= Guðrún Erlendsdóttir =

Icelandic lawyer and judge

Guðrún Erlendsdóttir (born 1936) is an Icelandic lawyer and judge. From 1970 to 1986, she was a professor at the law department of the University of Iceland, and was the first woman to be appointed to the Supreme Court, serving from 15 September 1982 to 30 June 1983, and again from 1 July 1986 to 15 April 2006. In 1991–92, she first served as president of the Supreme Court under a system of rotating presidencies, serving for a second term in 2002–03.

==Biography==
Born in Reykjavík on 1 May 1936, Guðrún Erlendsdóttir was the daughter of Erlendur Ólafsson and Jóhanna Vigdís Semundsdottir. On 9 July 1961, she married the lawyer and athlete Örn Clausen (1928–2008) with whom she had three children: Ólafur Arnarson, Guðrún Sesselja Arnardóttir and Jóhanna Vigdis Arnardóttir.
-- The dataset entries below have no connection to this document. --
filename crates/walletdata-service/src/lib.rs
//! The data-freshness layer of the wallet backend.
//!
//! Many independent consumers (screens, background refreshers, widgets) ask
//! for the same externally-sourced, rate-limited data: fiat quotes for a set
//! of assets, network/account/staking balances. This crate provides the two
//! delivery models they share:
//!
//! - [`caching::CoalescingCache`], the pull model: callers await a keyed
//!   request/response resource. Concurrent overlapping requests are coalesced
//!   into one remote call, and results are kept in a bounded-staleness cache.
//! - [`sharing::SharedFlowDistributor`], the push model: callers subscribe to
//!   a continuous stream of values. One upstream subscription is multiplexed
//!   across all observers of a key, with replay, retry-with-fallback, and
//!   idle teardown.

#[macro_use]
pub mod metrics;

pub mod caching;
pub mod config;
pub mod logging;
pub mod sharing;
pub mod utils;

pub use caching::{CacheContents, CacheError, CoalescingCache, RemoteCaller, RequestKey};
pub use config::Config;
pub use sharing::{FlowProducer, ProduceError, SharedFlowDistributor, Store, StoreProducer};
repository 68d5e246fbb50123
//! Helpers for testing the data-freshness layer.
//!
//! When writing tests, keep the following points in mind:
//!
//!  - In every test, call [`setup`]. This will set up the logger so that all
//!    console output is captured by the test runner.
//!
//!  - The mocks here are deterministic on purpose: combined with
//!    `#[tokio::test(start_paused = true)]`, sleeps in scripted producers and
//!    remote-call latencies advance virtual time instead of wall-clock time.

use std::collections::{BTreeSet, HashMap, VecDeque};
use std::sync::atomic::{AtomicUsize, Ordering};
use std::sync::Mutex;
use std::time::Duration;

use futures::future::BoxFuture;
use futures::stream::BoxStream;
use futures::{stream, StreamExt};
use rustc_hash::FxHashSet;
use tokio::sync::broadcast;
use tracing_subscriber::filter::EnvFilter;
use tracing_subscriber::fmt::fmt;

use walletdata_service::caching::{CacheContents, CacheError, RemoteCaller};
use walletdata_service::sharing::{FlowProducer, ProduceError, Store};

/// Setup the test environment.
///
///  - Initializes logs: The logger only captures logs from the
///    `walletdata-service` crate and mutes all other logs.
pub fn setup() {
    fmt()
        .with_env_filter(EnvFilter::new("walletdata_service=trace"))
        .with_target(false)
        .pretty()
        .with_test_writer()
        .try_init()
        .ok();
}

/// A programmable [`RemoteCaller`] that records every invocation.
///
/// Responses are configured per scope and member with [`respond`](Self::respond).
/// The mock answers with the intersection of the configured members and the
/// requested ones, so silently-omitted members can be simulated by simply not
/// configuring them.
#[derive(Default)]
pub struct MockRemoteCaller<V> {
    responses: Mutex<HashMap<String, HashMap<String, V>>>,
    failure: Mutex<Option<CacheError>>,
    latency: Mutex<Duration>,
    calls: Mutex<Vec<(String, BTreeSet<String>)>>,
}

impl<V: Clone + Send + Sync + 'static> MockRemoteCaller<V> {
    pub fn new() -> Self {
        MockRemoteCaller {
            responses: Default::default(),
            failure: Default::default(),
            latency: Default::default(),
            calls: Default::default(),
        }
    }

    /// Configures the value returned for `member_id` within `scope_id`.
    pub fn respond(&self, scope_id: &str, member_id: &str, value: V) {
        self.responses
            .lock()
            .unwrap()
            .entry(scope_id.to_owned())
            .or_default()
            .insert(member_id.to_owned(), value);
    }

    /// Makes every subsequent call fail with `error`.
    pub fn fail_with(&self, error: CacheError) {
        *self.failure.lock().unwrap() = Some(error);
    }

    /// Clears a failure configured with [`fail_with`](Self::fail_with).
    pub fn recover(&self) {
        *self.failure.lock().unwrap() = None;
    }

    /// Artificial latency applied to every call; combined with paused time
    /// this holds a call in flight while concurrent fetches race against it.
    pub fn set_latency(&self, latency: Duration) {
        *self.latency.lock().unwrap() = latency;
    }

    /// All recorded invocations, in order, with sorted member sets.
    pub fn calls(&self) -> Vec<(String, BTreeSet<String>)> {
        self.calls.lock().unwrap().clone()
    }

    pub fn call_count(&self) -> usize {
        self.calls.lock().unwrap().len()
    }

    /// How many recorded invocations requested `member_id`.
    pub fn calls_for_member(&self, member_id: &str) -> usize {
        self.calls
            .lock()
            .unwrap()
            .iter()
            .filter(|(_, members)| members.contains(member_id))
            .count()
    }
}

impl<V: Clone + Send + Sync + 'static> RemoteCaller for MockRemoteCaller<V> {
    type Value = V;

    fn call<'a>(
        &'a self,
        scope_id: &'a str,
        member_ids: &'a FxHashSet<String>,
    ) -> BoxFuture<'a, CacheContents<HashMap<String, V>>> {
        self.calls.lock().unwrap().push((
            scope_id.to_owned(),
            member_ids.iter().cloned().collect::<BTreeSet<_>>(),
        ));

        let latency = *self.latency.lock().unwrap();
        let failure = self.failure.lock().unwrap().clone();
        let response: HashMap<String, V> = {
            let responses = self.responses.lock().unwrap();
            responses
                .get(scope_id)
                .map(|scoped| {
                    member_ids
                        .iter()
                        .filter_map(|id| scoped.get(id).map(|value| (id.clone(), value.clone())))
                        .collect()
                })
                .unwrap_or_default()
        };

        Box::pin(async move {
            if latency > Duration::ZERO {
                tokio::time::sleep(latency).await;
            }
            match failure {
                Some(error) => Err(error),
                None => Ok(response),
            }
        })
    }
}

/// An observable in-memory key-value holder.
///
/// [`put`](Self::put) plays the role of the external fetcher collaborator:
/// it stores the value and pushes it to every active observer.
pub struct MockStore<V> {
    values: Mutex<HashMap<String, V>>,
    channels: Mutex<HashMap<String, broadcast::Sender<V>>>,
}

impl<V: Clone + Send + Sync + 'static> MockStore<V> {
    pub fn new() -> Self {
        MockStore {
            values: Default::default(),
            channels: Default::default(),
        }
    }

    pub fn put(&self, key: &str, value: V) {
        self.values
            .lock()
            .unwrap()
            .insert(key.to_owned(), value.clone());
        if let Some(sender) = self.channels.lock().unwrap().get(key) {
            sender.send(value).ok();
        }
    }

    fn sender(&self, key: &str) -> broadcast::Sender<V> {
        self.channels
            .lock()
            .unwrap()
            .entry(key.to_owned())
            .or_insert_with(|| broadcast::channel(16).0)
            .clone()
    }
}

impl<V: Clone + Send + Sync + 'static> Default for MockStore<V> {
    fn default() -> Self {
        Self::new()
    }
}

impl<V: Clone + Send + Sync + 'static> Store for MockStore<V> {
    type Key = String;
    type Value = V;

    fn observe(&self, key: &Self::Key) -> BoxStream<'static, V> {
        // Subscribe first so a concurrent `put` is either seen as the
        // current value or received from the channel.
        let receiver = self.sender(key).subscribe();
        let current = self.values.lock().unwrap().get(key).cloned();

        let updates = stream::unfold(receiver, |mut receiver| async move {
            loop {
                match receiver.recv().await {
                    Ok(value) => return Some((value, receiver)),
                    Err(broadcast::error::RecvError::Lagged(_)) => continue,
                    Err(broadcast::error::RecvError::Closed) => return None,
                }
            }
        });

        stream::iter(current).chain(updates).boxed()
    }
}

/// One step of a [`ScriptedProducer`] run.
pub enum Step<V> {
    /// Emit a value.
    Emit(V),
    /// Fail the upstream with the given cause.
    Fail(&'static str),
    /// Sleep before the next step.
    Wait(Duration),
    /// End the stream (the distributor treats this like an outage without a
    /// fallback emission).
    End,
}

/// A [`FlowProducer`] driven by per-run scripts.
///
/// Every `produce` invocation consumes the next queued run; a run with no
/// explicit [`Step::End`] stays pending forever after its last step, like a
/// healthy upstream that currently has nothing new to say. The number of
/// `produce` invocations is recorded, which makes single-upstream assertions
/// trivial.
pub struct ScriptedProducer<V> {
    runs: Mutex<VecDeque<Vec<Step<V>>>>,
    produced: AtomicUsize,
    fallback: Option<V>,
}

impl<V: Clone + PartialEq + Send + Sync + 'static> ScriptedProducer<V> {
    pub fn new() -> Self {
        ScriptedProducer {
            runs: Default::default(),
            produced: AtomicUsize::new(0),
            fallback: None,
        }
    }

    pub fn with_fallback(fallback: V) -> Self {
        ScriptedProducer {
            runs: Default::default(),
            produced: AtomicUsize::new(0),
            fallback: Some(fallback),
        }
    }

    /// Queues the script for the next upstream run.
    pub fn push_run(&self, steps: Vec<Step<V>>) {
        self.runs.lock().unwrap().push_back(steps);
    }

    /// How many times an upstream stream was instantiated.
    pub fn produced(&self) -> usize {
        self.produced.load(Ordering::SeqCst)
    }
}

impl<V: Clone + PartialEq + Send + Sync + 'static> Default for ScriptedProducer<V> {
    fn default() -> Self {
        Self::new()
    }
}

impl<V: Clone + PartialEq + Send + Sync + 'static> FlowProducer for ScriptedProducer<V> {
    type Key = String;
    type Value = V;

    fn derive_key(&self, key: &String) -> String {
        key.clone()
    }

    fn produce(&self, _key: &String) -> BoxStream<'static, Result<V, ProduceError>> {
        self.produced.fetch_add(1, Ordering::SeqCst);
        let steps = self.runs.lock().unwrap().pop_front().unwrap_or_default();

        stream::unfold(steps.into_iter(), |mut steps| async move {
            loop {
                match steps.next() {
                    Some(Step::Emit(value)) => return Some((Ok(value), steps)),
                    Some(Step::Fail(cause)) => {
                        return Some((Err(ProduceError(cause.to_owned())), steps))
                    }
                    Some(Step::Wait(duration)) => {
                        tokio::time::sleep(duration).await;
                        continue;
                    }
                    Some(Step::End) => return None,
                    None => {
                        // Out of steps: stay pending like a quiet upstream.
                        futures::future::pending::<()>().await;
                        unreachable!()
                    }
                }
            }
        })
        .boxed()
    }

    fn fallback(&self, _key: &String) -> Option<V> {
        self.fallback.clone()
    }
}
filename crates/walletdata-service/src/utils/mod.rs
pub mod defer;
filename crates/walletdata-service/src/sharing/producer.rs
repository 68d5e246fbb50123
use std::sync::Arc;

use futures::stream::BoxStream;
use futures::StreamExt;
use thiserror::Error;

/// A transient upstream failure.
///
/// The distributor never surfaces this to observers; it substitutes the
/// producer's fallback value (if declared) and retries in the background.
#[derive(Debug, Clone, PartialEq, Eq, Error)]
#[error("upstream failed: {0}")]
pub struct ProduceError(pub String);

/// A description of how to produce a continuous value stream for a key.
///
/// Producers are stateless and side-effect-free to construct; all lifecycle
/// state lives in the [`SharedFlowDistributor`](super::SharedFlowDistributor).
pub trait FlowProducer: Send + Sync + 'static {
    type Key: Clone + Send + Sync + 'static;
    type Value: Clone + PartialEq + Send + Sync + 'static;

    /// Derives the string under which subscriptions for `key` are shared,
    /// e.g. `"balance_{wallet_id}_{network}"`. Callers of the distributor own
    /// this mapping; the distributor itself stays generic.
    fn derive_key(&self, key: &Self::Key) -> String;

    /// Instantiates the underlying stream. The stream is expected to be
    /// infinite; ending is treated like an outage and triggers a
    /// resubscription after the backoff.
    fn produce(&self, key: &Self::Key) -> BoxStream<'static, Result<Self::Value, ProduceError>>;

    /// The value to show while the real stream is unavailable.
    ///
    /// `None` means no fallback: observers simply stop receiving values
    /// during an outage and resume once the upstream recovers.
    fn fallback(&self, _key: &Self::Key) -> Option<Self::Value> {
        None
    }
}

/// A key-value holder that downstream fetchers write into and that producers
/// read from. Writing is done by an external collaborator; this layer only
/// observes. Implementations synchronize internally.
pub trait Store: Send + Sync + 'static {
    type Key: Clone + Send + Sync + 'static;
    type Value: Clone + Send + Sync + 'static;

    /// Pushes the current value whenever it changes.
    fn observe(&self, key: &Self::Key) -> BoxStream<'static, Self::Value>;
}

type DeriveFn<K> = Box<dyn Fn(&K) -> String + Send + Sync>;
type FallbackFn<K, V> = Box<dyn Fn(&K) -> Option<V> + Send + Sync>;

/// Adapts a [`Store`] into a [`FlowProducer`].
///
/// Most producers in the wallet are exactly this shape: observe one store
/// key, share the stream, optionally declare a fallback.
pub struct StoreProducer<S: Store> {
    store: Arc<S>,
    derive: DeriveFn<S::Key>,
    fallback: FallbackFn<S::Key, S::Value>,
}

impl<S: Store> StoreProducer<S> {
    pub fn new<D>(store: Arc<S>, derive: D) -> Self
    where
        D: Fn(&S::Key) -> String + Send + Sync + 'static,
    {
        StoreProducer {
            store,
            derive: Box::new(derive),
            fallback: Box::new(|_| None),
        }
    }

    pub fn with_fallback<F>(mut self, fallback: F) -> Self
    where
        F: Fn(&S::Key) -> Option<S::Value> + Send + Sync + 'static,
    {
        self.fallback = Box::new(fallback);
        self
    }
}

impl<S: Store> FlowProducer for StoreProducer<S>
where
    S::Value: PartialEq,
{
    type Key = S::Key;
    type Value = S::Value;

    fn derive_key(&self, key: &Self::Key) -> String {
        (self.derive)(key)
    }

    fn produce(&self, key: &Self::Key) -> BoxStream<'static, Result<Self::Value, ProduceError>> {
        self.store.observe(key).map(Ok).boxed()
    }

    fn fallback(&self, key: &Self::Key) -> Option<Self::Value> {
        (self.fallback)(key)
    }
}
After graduating with a law degree from the University of Iceland in 1961, she established a private law practice in Reykjavík together with her husband (1961–1970) and worked as a law professor at the University of Iceland from 1970 until 1986, when she was appointed a high court judge (she previously served in the same position from 1982 to 1983). She was the first woman to serve as President of the Supreme Court of Iceland (1991–1992) under a system of rotating presidencies. She resigned on 15 April 2006.

Guðrún Erlendsdóttir also chaired the Equal Opportunities Council (1976–1979), served on the Censorship Committee (1974–98) and was Deputy Chair of the Board of the Icelandic Legal Association (1981–1995). She has published a number of books and articles on family law and sexual equality.